Vivere è offrire
«Devo lasciare un biglietto a mio nipote: la richiesta di perdono per non avergli lasciato un mondo migliore di quello che è». Lo scriveva il poeta Andrea Zanzotto verso la fine della sua vita.
Questa estate, che vedrà forse il superamento della crisi pandemica che ha pesato soprattutto sui più giovani (dalla scuola alla socialità), può essere un momento propizio per ripensare e valorizzare il rapporto tra le generazioni, nel segno di una nuova alleanza.
Non c’è solo, per quanto importante, il problema del mondo che lasciamo loro. O meglio, questo è l’aspetto più macroscopico di una questione culturale di fondo: non ci prendiamo abbastanza cura del rapporto tra le generazioni.
Perché le generazioni non sono pure successioni cronologiche di ascendenti e discendenti. Ciò che fa le generazioni, scriveva il filosofo Bernard Stiegler, è la trasmissione di sapere, di ciò che si è imparato con l’esperienza essere degno di valore. In altre parole, è l’educazione che fa le generazioni.
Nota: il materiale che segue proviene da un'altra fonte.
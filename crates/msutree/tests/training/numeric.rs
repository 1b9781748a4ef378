use msutree::repr::{ClassDistribution, TreeNode};
use msutree::testing::random_regression;
use msutree::training::{CapabilityError, MsuTreeTrainer, TrainError, TreeParams};

use super::init_tracing;

fn params() -> TreeParams {
    TreeParams::builder()
        .do_not_check_capabilities(true)
        .seed(3)
        .build()
        .unwrap()
}

#[test]
fn numeric_target_requires_capability_override() {
    let ds = random_regression(50, 3, 1, 0.1);
    let err = MsuTreeTrainer::new(TreeParams::default()).train(&ds).unwrap_err();
    assert!(matches!(
        err,
        TrainError::Capability(CapabilityError::UnsupportedClass { .. })
    ));
}

#[test]
fn regression_tree_fits_training_data() {
    init_tracing();
    let ds = random_regression(300, 3, 11, 0.5);
    let tree = MsuTreeTrainer::new(params()).train(&ds).unwrap();
    assert_eq!(tree.validate(), Ok(()));
    assert_eq!(tree.n_outputs(), 1);

    let targets = ds.targets();
    let mean = targets.mean().unwrap();
    let variance = targets.iter().map(|y| (y - mean).powi(2)).sum::<f64>() / targets.len() as f64;

    let predictions = tree.predict_dataset(&ds);
    let mse = predictions
        .iter()
        .zip(targets.iter())
        .map(|(p, y)| (p - y).powi(2))
        .sum::<f64>()
        / targets.len() as f64;

    assert!(mse < 0.5 * variance, "mse {mse} variance {variance}");
}

#[test]
fn regression_leaves_carry_target_stats() {
    let ds = random_regression(120, 2, 4, 0.0);
    let tree = MsuTreeTrainer::new(params()).train(&ds).unwrap();

    let mut total = 0.0;
    for node in tree.nodes() {
        let TreeNode::Leaf(leaf) = node else {
            continue;
        };
        if let ClassDistribution::Observed(mean) = &leaf.distribution {
            assert_eq!(mean.len(), 1);
            let stats = leaf.stats.expect("numeric leaves carry stats");
            assert!(stats.variance >= -1e-9);
            total += stats.weight;
        }
    }
    assert!((total - 120.0).abs() < 1e-6);
}

#[test]
fn max_depth_bounds_regression_tree() {
    let ds = random_regression(200, 4, 8, 1.0);
    let params = TreeParams::builder()
        .do_not_check_capabilities(true)
        .max_depth(3)
        .build()
        .unwrap();
    let tree = MsuTreeTrainer::new(params).train(&ds).unwrap();
    assert!(tree.depth() <= 3);
    assert!(tree.n_leaves() > 1);
}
Per Maria Zambrano, filosofa e poetessa, «si vive per davvero soltanto quando si trasmette qualcosa. Vivere umanamente è trasmettere, offrire». In questi mesi meno frenetici, prendiamoci il tempo di curare il rapporto tra le generazioni. Raccontando di più, per esempio, che è un modo per trasmettere sapere e rigenerare il legame tra i tempi e tra le persone.
Coltivare memoria per alimentare speranza. È una terapia contro la dislessia esistenziale. È condizione di un perdono che non sia sanatoria smemorata, ma rafforzi l’alleanza che si era infragilita.